Show all the lines in the data below that include the word "layer".

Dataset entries
------------------------------------
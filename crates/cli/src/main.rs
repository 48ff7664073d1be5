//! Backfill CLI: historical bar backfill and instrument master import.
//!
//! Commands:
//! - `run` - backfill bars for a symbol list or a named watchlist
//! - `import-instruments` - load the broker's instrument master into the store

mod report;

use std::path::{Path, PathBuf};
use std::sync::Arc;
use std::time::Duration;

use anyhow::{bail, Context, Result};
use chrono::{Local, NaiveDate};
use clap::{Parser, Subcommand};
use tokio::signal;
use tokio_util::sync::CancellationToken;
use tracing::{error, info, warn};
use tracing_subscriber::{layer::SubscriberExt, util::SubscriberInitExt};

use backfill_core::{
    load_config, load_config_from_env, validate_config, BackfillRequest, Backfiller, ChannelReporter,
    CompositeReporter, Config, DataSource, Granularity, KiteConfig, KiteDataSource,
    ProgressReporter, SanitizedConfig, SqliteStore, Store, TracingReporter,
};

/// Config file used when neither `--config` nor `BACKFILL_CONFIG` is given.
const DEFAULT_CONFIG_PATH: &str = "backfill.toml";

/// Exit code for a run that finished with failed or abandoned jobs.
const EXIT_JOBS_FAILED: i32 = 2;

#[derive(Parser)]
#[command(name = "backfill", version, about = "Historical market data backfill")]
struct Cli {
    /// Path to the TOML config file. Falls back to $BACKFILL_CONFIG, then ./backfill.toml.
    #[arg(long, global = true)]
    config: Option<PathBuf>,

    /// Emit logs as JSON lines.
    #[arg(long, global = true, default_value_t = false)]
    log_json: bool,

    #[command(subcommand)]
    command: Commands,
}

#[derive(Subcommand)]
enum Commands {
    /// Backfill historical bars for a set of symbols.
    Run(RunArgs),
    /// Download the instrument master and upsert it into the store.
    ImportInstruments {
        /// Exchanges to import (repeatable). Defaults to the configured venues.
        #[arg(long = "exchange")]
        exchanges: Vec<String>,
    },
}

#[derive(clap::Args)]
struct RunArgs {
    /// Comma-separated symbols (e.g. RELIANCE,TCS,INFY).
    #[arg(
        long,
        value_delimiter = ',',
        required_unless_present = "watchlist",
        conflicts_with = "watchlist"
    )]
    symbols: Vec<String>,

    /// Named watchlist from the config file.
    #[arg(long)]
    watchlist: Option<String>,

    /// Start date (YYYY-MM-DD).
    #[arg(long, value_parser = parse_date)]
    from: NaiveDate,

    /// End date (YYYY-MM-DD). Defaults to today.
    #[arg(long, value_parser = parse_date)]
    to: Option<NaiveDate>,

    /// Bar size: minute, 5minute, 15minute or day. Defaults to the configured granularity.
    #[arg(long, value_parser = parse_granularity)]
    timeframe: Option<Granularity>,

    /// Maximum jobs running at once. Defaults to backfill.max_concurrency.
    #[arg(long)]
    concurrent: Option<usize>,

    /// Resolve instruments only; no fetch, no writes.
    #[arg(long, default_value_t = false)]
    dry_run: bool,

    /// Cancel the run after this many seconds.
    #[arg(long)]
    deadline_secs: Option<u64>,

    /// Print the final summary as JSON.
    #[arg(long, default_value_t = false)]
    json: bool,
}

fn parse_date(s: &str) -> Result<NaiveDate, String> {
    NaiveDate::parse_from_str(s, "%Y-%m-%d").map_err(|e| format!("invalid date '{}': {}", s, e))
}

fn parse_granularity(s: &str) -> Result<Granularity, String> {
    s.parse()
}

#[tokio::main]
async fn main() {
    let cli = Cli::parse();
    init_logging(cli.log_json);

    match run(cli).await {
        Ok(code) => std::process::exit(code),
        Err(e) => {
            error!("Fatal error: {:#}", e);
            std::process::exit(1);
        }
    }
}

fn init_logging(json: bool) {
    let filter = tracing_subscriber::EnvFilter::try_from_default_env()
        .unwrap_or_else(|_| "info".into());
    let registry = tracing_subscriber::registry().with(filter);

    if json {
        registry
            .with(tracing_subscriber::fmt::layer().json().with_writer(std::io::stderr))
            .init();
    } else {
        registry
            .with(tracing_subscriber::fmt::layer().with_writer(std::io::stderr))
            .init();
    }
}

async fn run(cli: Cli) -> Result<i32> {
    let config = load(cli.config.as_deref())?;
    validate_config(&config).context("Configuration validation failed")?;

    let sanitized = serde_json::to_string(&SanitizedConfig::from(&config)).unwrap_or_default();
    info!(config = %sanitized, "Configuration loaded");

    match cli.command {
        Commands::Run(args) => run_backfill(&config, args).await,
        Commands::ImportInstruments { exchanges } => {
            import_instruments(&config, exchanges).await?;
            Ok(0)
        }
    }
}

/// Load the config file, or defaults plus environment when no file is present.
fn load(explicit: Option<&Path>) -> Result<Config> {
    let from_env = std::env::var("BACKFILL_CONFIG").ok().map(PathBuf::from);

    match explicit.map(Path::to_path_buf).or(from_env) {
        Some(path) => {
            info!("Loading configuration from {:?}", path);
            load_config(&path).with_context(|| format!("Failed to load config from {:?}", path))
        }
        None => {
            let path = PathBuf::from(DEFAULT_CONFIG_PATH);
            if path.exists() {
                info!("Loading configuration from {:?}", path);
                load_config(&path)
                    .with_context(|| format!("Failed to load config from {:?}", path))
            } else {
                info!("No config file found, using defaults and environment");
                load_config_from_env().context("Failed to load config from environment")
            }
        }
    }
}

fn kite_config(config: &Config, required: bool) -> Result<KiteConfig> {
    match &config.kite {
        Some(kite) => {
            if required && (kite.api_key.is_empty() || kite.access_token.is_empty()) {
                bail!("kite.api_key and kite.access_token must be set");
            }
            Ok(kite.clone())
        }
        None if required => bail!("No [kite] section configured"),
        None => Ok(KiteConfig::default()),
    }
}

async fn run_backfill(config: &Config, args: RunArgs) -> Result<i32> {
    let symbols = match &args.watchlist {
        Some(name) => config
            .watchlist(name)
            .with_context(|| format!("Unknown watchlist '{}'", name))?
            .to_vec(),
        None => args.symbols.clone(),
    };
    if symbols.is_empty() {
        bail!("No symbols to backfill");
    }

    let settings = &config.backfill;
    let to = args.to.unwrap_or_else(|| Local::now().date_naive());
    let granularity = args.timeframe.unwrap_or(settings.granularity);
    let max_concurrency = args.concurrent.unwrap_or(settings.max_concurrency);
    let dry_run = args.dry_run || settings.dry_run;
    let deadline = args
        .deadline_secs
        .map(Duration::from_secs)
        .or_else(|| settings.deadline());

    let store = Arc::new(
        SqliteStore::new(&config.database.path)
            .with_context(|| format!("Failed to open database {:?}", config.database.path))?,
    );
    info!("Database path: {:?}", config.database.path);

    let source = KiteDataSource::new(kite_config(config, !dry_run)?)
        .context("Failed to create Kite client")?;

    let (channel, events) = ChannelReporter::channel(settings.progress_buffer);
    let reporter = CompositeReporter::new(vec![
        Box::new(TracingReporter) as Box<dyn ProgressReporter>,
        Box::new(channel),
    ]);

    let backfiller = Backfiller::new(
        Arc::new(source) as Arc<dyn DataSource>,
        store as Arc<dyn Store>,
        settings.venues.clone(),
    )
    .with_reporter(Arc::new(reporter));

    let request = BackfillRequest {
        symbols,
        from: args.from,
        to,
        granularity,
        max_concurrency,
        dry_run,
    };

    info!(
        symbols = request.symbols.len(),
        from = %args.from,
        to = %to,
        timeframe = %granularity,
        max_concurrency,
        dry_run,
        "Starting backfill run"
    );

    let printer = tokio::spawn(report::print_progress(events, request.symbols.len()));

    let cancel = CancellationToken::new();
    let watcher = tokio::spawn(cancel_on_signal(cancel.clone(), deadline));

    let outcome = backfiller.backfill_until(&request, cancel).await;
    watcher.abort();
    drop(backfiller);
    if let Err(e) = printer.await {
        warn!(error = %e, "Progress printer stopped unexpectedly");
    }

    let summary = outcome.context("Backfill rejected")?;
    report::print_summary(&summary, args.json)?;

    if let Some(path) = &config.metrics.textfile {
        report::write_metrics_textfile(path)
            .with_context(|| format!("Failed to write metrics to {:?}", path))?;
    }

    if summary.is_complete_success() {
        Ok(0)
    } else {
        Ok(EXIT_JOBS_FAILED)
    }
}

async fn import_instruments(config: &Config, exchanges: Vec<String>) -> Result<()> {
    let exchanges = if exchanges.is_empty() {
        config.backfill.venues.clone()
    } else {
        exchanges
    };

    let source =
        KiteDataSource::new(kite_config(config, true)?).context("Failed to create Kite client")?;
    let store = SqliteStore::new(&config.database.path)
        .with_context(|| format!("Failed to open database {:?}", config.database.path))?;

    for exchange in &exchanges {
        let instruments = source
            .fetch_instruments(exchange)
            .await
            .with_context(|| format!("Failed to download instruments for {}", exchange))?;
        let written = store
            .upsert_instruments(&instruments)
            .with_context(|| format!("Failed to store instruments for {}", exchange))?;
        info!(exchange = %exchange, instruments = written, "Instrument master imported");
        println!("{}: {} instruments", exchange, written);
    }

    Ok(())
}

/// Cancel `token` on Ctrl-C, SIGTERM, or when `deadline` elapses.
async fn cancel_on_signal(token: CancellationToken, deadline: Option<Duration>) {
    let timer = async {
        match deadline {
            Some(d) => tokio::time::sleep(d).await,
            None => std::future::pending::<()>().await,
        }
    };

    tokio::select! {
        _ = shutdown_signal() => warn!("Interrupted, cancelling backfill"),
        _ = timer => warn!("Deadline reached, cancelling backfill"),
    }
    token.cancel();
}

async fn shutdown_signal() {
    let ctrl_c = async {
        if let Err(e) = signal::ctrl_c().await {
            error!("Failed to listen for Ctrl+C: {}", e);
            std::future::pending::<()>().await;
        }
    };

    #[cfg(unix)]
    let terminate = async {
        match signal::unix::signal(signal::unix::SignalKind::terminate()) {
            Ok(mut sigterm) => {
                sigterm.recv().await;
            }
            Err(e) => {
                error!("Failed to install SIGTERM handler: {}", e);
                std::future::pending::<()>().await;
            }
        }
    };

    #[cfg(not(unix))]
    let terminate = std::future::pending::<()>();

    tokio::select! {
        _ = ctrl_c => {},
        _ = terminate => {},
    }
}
------------------------------------
• Reply to the exercise
use tracing_subscriber::{layer::SubscriberExt, util::SubscriberInitExt};
            .with(tracing_subscriber::fmt::layer().json().with_writer(std::io::stderr))
            .with(tracing_subscriber::fmt::layer().with_writer(std::io::stderr))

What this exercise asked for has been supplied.